Cirocco rebuscó en su mochila y encontró la bolsa, y también dos dulces olvidados, envueltos en hojas amarillas. Apretó uno en la mano de Gaby y se echó a reír al ver que los ojos se le iluminaban. Dejó el plato y desenvolvió la confitura, del tamaño de un caramelo, y la mantuvo bajo la nariz para olería. El aroma era demasiado bueno para comérsela toda de golpe. La partió en dos y el sabor de albaricoques en almíbar y nata dulce estalló en su boca.
Gaby se puso histérica ante la expresión de gozo de su compañera. Cirocco se comió la otra mitad y se puso a lanzar miradas codiciosas sobre el dulce que Gaby había dejado a su lado en tanto se esforzaba por mantenerse seria.
—Si lo vas a guardar para el desayuno, tendrás que montar guardia toda la noche.
—Oh, no te preocupes. Tengo suficientes buenas maneras para saber que el postre va después de la comida.
Gaby se tomó cinco parsimoniosos minutos en desenvolver el dulce, y otro buen rato en examinarlo críticamente, farfullando sin remedio ante las payasadas de Cirocco. Rocky hizo una imitación pasable de un cocker spaniel ante la mesa servida y un pillo sin hogar frente al escaparate de una pastelería, y se quedó boquiabierta cuando Gaby, por fin, se llevó el dulce a la boca.
Cirocco se divertía tanto, que le dolió estar preguntándose —mientras olisqueaba ansiosamente con la cara pegada a la de Gaby— si aquella bobada era sensata. Estaba claro que Gaby se sentía en el paraíso con tantas atenciones; su rostro enrojecía de alegría y excitación, sus ojos chispeaban.

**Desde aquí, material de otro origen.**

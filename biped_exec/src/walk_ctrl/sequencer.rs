//! Triangle wave walking sequencer
//!
//! A progress counter ramps up from zero to the goal one tick at a time and back down again,
//! forever. The phase of the gait cycle to send on each tick is the progress wrapped onto the
//! cycle length.

// ---------------------------------------------------------------------------
// DATA STRUCTURES
// ---------------------------------------------------------------------------

/// Fixed configuration of the sequencer.
#[derive(Debug, Clone, Copy, PartialEq, Eq)]
pub struct Sequencer {
    goal: i64,
    cycle_len: usize,
}

/// State carried from one tick to the next.
#[derive(Debug, Clone, Copy, PartialEq, Eq)]
pub struct SeqState {
    pub progress: i64,
    pub dir: Direction,
}

// ---------------------------------------------------------------------------
// ENUMERATIONS
// ---------------------------------------------------------------------------

/// Direction the progress counter is moving in.
#[derive(Debug, Clone, Copy, PartialEq, Eq)]
pub enum Direction {
    Forward,
    Reverse,
}

#[derive(Debug, thiserror::Error, PartialEq, Eq)]
pub enum SequencerError {
    #[error("The ramp goal must be positive, found {0}")]
    InvalidGoal(i64),

    #[error("The cycle length must be even and non-zero, found {0}")]
    InvalidCycleLen(usize),
}

// ---------------------------------------------------------------------------
// IMPLEMENTATIONS
// ---------------------------------------------------------------------------

impl Direction {
    /// The step applied to the progress counter.
    pub fn step(self) -> i64 {
        match self {
            Direction::Forward => 1,
            Direction::Reverse => -1,
        }
    }
}

impl Default for SeqState {
    fn default() -> Self {
        Self {
            progress: 0,
            dir: Direction::Forward,
        }
    }
}

impl Sequencer {
    pub fn new(goal: i64, cycle_len: usize) -> Result<Self, SequencerError> {
        if goal <= 0 {
            return Err(SequencerError::InvalidGoal(goal));
        }
        if cycle_len == 0 || cycle_len % 2 != 0 {
            return Err(SequencerError::InvalidCycleLen(cycle_len));
        }

        Ok(Self { goal, cycle_len })
    }

    pub fn goal(&self) -> i64 {
        self.goal
    }

    /// Perform one tick.
    ///
    /// Returns the phase to send on this tick and the state for the next tick.
    pub fn advance(&self, state: SeqState) -> (usize, SeqState) {
        let phase = state.progress.rem_euclid(self.cycle_len as i64) as usize;

        let progress = state.progress + state.dir.step();
        let dir = if progress >= self.goal {
            Direction::Reverse
        }
        else if progress <= 0 {
            Direction::Forward
        }
        else {
            state.dir
        };

        (phase, SeqState { progress, dir })
    }
}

¿Por qué ella, Cirocco, no podía limitarse a gozar de la situación sin tensiones?
Tuvo que dejar que parte de su preocupación se manifestara pues Gaby se puso bruscamente seria. Tocó la mano de Cirocco y la miró con apremio, después movió lentamente la cabeza de un lado a otro. Ninguna de las dos se atrevió a hablar, aunque Gaby acababa de expresar con más claridad que con palabras: “No tienes nada que temer de mí”.
Cirocco sonrió, y Gaby hizo lo mismo. Rebañaron los restos del guiso con los platos cerca de la boca y sin preocuparse por los buenos modales.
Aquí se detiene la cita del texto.